Work to complete ::
Look over the entries that follow and work out how many lines contain "ExitCode". State the number only.

*** Opening of Records for the task ***

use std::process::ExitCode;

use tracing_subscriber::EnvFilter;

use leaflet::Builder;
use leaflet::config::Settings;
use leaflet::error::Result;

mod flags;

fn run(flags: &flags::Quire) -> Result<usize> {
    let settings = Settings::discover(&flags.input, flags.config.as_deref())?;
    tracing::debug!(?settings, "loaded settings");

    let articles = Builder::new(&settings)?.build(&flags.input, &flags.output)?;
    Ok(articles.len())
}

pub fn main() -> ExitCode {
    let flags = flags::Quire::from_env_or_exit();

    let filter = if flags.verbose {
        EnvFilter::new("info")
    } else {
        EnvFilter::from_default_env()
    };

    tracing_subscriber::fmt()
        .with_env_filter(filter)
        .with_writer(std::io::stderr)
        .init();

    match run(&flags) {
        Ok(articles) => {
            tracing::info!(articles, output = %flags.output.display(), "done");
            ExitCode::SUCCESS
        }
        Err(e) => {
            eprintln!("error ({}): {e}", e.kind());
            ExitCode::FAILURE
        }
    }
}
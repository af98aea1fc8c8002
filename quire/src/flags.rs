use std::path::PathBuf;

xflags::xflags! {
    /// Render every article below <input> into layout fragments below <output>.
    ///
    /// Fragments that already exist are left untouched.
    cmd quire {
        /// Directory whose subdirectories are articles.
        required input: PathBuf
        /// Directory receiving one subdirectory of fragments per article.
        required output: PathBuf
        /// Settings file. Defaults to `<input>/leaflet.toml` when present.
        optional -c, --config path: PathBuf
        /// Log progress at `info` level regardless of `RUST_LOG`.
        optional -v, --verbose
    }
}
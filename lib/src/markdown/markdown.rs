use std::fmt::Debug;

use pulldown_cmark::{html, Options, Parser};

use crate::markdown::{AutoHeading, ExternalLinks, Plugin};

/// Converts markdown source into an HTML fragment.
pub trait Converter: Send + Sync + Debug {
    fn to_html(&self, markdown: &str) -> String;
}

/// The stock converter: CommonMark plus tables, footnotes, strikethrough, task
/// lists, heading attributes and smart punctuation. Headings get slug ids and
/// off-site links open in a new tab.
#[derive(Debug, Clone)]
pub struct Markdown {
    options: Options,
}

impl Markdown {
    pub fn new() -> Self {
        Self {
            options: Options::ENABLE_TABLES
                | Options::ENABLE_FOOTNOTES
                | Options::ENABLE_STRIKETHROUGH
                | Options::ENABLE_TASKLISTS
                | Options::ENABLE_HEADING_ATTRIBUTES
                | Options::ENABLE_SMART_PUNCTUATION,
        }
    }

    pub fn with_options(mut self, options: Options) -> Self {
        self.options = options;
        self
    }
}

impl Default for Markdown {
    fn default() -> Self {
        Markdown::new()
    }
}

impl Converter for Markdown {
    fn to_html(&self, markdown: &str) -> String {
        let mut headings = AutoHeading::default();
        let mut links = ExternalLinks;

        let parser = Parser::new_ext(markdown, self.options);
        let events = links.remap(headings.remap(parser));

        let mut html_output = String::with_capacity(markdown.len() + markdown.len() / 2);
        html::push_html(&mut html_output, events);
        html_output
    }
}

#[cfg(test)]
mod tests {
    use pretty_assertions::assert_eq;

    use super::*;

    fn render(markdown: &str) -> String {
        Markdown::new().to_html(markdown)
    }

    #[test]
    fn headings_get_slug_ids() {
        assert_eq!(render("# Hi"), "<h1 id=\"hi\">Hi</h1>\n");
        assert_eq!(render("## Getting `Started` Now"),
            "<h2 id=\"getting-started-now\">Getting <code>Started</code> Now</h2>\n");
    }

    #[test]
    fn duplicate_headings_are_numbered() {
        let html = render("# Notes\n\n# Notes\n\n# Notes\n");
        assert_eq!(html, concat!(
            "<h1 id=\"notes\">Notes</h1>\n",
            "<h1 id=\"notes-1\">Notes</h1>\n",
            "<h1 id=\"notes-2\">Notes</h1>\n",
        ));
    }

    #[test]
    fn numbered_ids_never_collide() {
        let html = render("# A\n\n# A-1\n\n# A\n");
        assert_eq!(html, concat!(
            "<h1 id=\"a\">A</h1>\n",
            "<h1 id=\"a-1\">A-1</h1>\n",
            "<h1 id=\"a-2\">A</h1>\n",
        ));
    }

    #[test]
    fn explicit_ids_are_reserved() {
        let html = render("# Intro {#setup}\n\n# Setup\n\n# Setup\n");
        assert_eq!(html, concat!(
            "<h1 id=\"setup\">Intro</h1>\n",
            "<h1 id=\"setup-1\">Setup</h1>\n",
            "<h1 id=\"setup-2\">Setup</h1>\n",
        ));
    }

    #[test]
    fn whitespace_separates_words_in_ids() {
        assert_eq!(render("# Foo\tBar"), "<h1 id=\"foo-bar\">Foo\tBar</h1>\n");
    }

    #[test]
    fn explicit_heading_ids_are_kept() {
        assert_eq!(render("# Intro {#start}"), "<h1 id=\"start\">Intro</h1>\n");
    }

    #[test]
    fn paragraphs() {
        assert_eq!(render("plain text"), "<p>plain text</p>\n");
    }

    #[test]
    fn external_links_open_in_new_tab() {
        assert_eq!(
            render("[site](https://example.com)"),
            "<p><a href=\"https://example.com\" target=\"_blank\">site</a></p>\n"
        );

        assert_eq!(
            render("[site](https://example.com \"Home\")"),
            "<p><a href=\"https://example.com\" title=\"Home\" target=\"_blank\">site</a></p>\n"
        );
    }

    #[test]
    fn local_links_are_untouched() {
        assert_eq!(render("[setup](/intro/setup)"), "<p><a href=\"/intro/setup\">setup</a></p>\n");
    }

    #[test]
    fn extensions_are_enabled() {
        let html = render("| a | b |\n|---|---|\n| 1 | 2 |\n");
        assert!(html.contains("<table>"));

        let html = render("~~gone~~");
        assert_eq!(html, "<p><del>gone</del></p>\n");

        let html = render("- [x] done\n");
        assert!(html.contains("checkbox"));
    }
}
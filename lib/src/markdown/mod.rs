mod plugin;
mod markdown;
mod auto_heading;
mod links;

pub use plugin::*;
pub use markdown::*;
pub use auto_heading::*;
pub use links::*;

*** Close of Records for the task ***

Exercise response ::
4